D’autre part, un enfant a besoin de quelque chose de matériel. Les adultes peuvent imaginer dans leur tête, mais pour les plus petits, c’est plus difficile de se contenter d’une représentation complètement imaginaire. Avoir un lieu où ils peuvent déposer des fleurs, parler à leur mère, c’est important. Ils auront cette liberté dont ils étaient privés jusqu’alors. La réparation intégrale aurait été de leur rendre leur mère, ce qui n’est pas possible. Mais leur rendre une part d’elle, c’est déjà quelque chose.
N’est-ce pas toutefois une souffrance supplémentaire que de découvrir seulement des ossements, laissant supposer que le corps a été abîmé ?
C’est déjà une preuve, même s’il serait mieux, bien sûr, de pouvoir retrouver le corps en entier, et des fouilles se poursuivent en ce sens (nouvelle fenêtre). Mais même avec une partie du corps, cela matérialise déjà les choses et offre la possibilité d’apporter une sépulture décente, qui honore leur mère.

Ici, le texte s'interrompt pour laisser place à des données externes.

//! Shared workloads for the tinypool benchmarks.

/// Request sizes spanning both tiers.
pub const SIZES: &[usize] = &[8, 24, 64, 128, 256, 1024];

/// Fills `out` with `count` sizes in `1..=max` from a fixed LCG sequence.
pub fn mixed_sizes(count: usize, max: usize, out: &mut Vec<usize>) {
    out.clear();
    let mut state = 0x9e37_79b9_7f4a_7c15u64;
    for _ in 0..count {
        state = state
            .wrapping_mul(6364136223846793005)
            .wrapping_add(1442695040888963407);
        out.push(((state >> 33) as usize % max.max(1)) + 1);
    }
}
//! System allocator over the host libc heap.

use std::ffi::c_void;

use tinypool_core::SystemAllocator;

/// [`SystemAllocator`] backed by `libc::malloc` and `libc::free`.
///
/// `malloc` returns memory aligned for any fundamental type, which covers
/// the pool's 8-byte alignment.
#[derive(Debug, Default)]
pub struct LibcHeap {
    live_bytes: usize,
    live_regions: usize,
}

impl LibcHeap {
    #[must_use]
    pub const fn new() -> Self {
        Self {
            live_bytes: 0,
            live_regions: 0,
        }
    }

    /// Bytes obtained from libc and not yet released.
    #[must_use]
    pub fn live_bytes(&self) -> usize {
        self.live_bytes
    }

    /// Regions obtained from libc and not yet released.
    #[must_use]
    pub fn live_regions(&self) -> usize {
        self.live_regions
    }
}

impl SystemAllocator for LibcHeap {
    fn allocate(&mut self, bytes: usize) -> Option<usize> {
        if bytes == 0 {
            return None;
        }
        // SAFETY: malloc has no preconditions; null is handled below.
        let ptr = unsafe { libc::malloc(bytes) };
        if ptr.is_null() {
            return None;
        }
        self.live_bytes += bytes;
        self.live_regions += 1;
        Some(ptr as usize)
    }

    fn deallocate(&mut self, addr: usize, bytes: usize) {
        if addr == 0 {
            return;
        }
        // SAFETY: the pool only releases addresses this heap returned from
        // `allocate`, each exactly once.
        unsafe { libc::free(addr as *mut c_void) };
        self.live_bytes = self.live_bytes.saturating_sub(bytes);
        self.live_regions = self.live_regions.saturating_sub(1);
    }
}
//! Console state container
//!
//! Mutated only by the coordinating task; consumers read snapshots. Holds
//! the fetched device collection, per-device passwords for display, and an
//! in-flight guard that coalesces duplicate invocations of the same
//! operation. Terminal consumer of the error taxonomy: failures become
//! human-readable messages here.

use std::collections::{HashMap, HashSet};

use crate::api::ApiError;
use crate::models::Device;

#[derive(Default)]
pub struct ConsoleState {
    devices: Vec<Device>,
    passwords: HashMap<String, String>,
    in_flight: HashSet<String>,
    message: Option<String>,
    error: Option<String>,
}

impl ConsoleState {
    /// Mark an operation as running. Returns false if the same operation is
    /// already in flight, in which case the caller must not start it again.
    pub fn begin(&mut self, op: &str) -> bool {
        if !self.in_flight.insert(op.to_string()) {
            tracing::debug!("operation already in flight: {}", op);
            return false;
        }
        self.message = None;
        self.error = None;
        true
    }

    pub fn finish(&mut self, op: &str) {
        self.in_flight.remove(op);
    }

    /// Apply a device fetch result. On failure the previously fetched
    /// collection stays as it was.
    pub fn apply_device_list(&mut self, result: Result<Vec<Device>, ApiError>) {
        match result {
            Ok(devices) => {
                self.message = Some(format!("Fetched {} devices.", devices.len()));
                self.devices = devices;
            }
            Err(e) => self.error = Some(format!("Failed to fetch devices: {e}")),
        }
    }

    /// Apply a password retrieve/rotate result for one device key.
    pub fn apply_password(&mut self, device_key: &str, result: Result<String, ApiError>) {
        match result {
            Ok(password) => {
                self.passwords.insert(device_key.to_string(), password);
                self.message = Some(format!("Password ready for {device_key}."));
            }
            Err(e) => self.error = Some(format!("Password operation failed: {e}")),
        }
    }

    pub fn devices(&self) -> &[Device] {
        &self.devices
    }

    pub fn password(&self, device_key: &str) -> Option<&str> {
        self.passwords.get(device_key).map(String::as_str)
    }

    pub fn message(&self) -> Option<&str> {
        self.message.as_deref()
    }

    pub fn error(&self) -> Option<&str> {
        self.error.as_deref()
    }
}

Tuer, quelle que soit la façon de le faire, est déjà une violence, mais masquer le corps et le jeter dans la terre, sans le respecter, représente une violence supplémentaire. Des familles m’ont déjà dit que leurs proches décédés avaient été enterrés comme des chiens. La civilisation s’est basée sur le respect dû aux morts, sur tous les rituels qui y sont liés, et ce n’est pas pour rien.
Une fois que les ossements ont été retrouvés, comment fait-on pour accompagner au mieux les victimes ?
C’est une étape, il faut voir comment les enfants intègrent ces nouvelles données. Ils ont des ressources, il faut les trouver et il faut savoir s’appuyer sur elles pour les aider à avancer et éviter plusieurs écueils. L’un d’eux serait de faire comme si cette découverte du corps de leur mère n’avait pas d’importance, qu’elle n’existait pas ou peu. L’écueil inverse serait de l’idolâtrer, d’en faire une espèce d’icône à laquelle on ne pourrait plus toucher.
Ce n’est pas simple de trouver le chemin entre les deux, de retrouver l’image de leur mère telle qu’elle a pu être. Il faut accompagner l’enfant dans tous ses mouvements psychologiques, notamment de colère et d’attachement, sans les contraindre mais en essayant avec lui de les comprendre.
Chez les adultes, il existe des étapes similaires. Et quand toutes les générations d’une même famille sont touchées, on ne peut parfois pas aider les autres parce qu’on est soi-même pris dans des affects ou des émotions qui nous appartiennent. Il est alors important d’aller consulter des personnes extérieures, des psychologues. Ils sont complètement neutres et vont pouvoir être des repères dans ces moments de choc, pour que chacun puisse avoir la liberté d’exprimer ce qu’il ressent.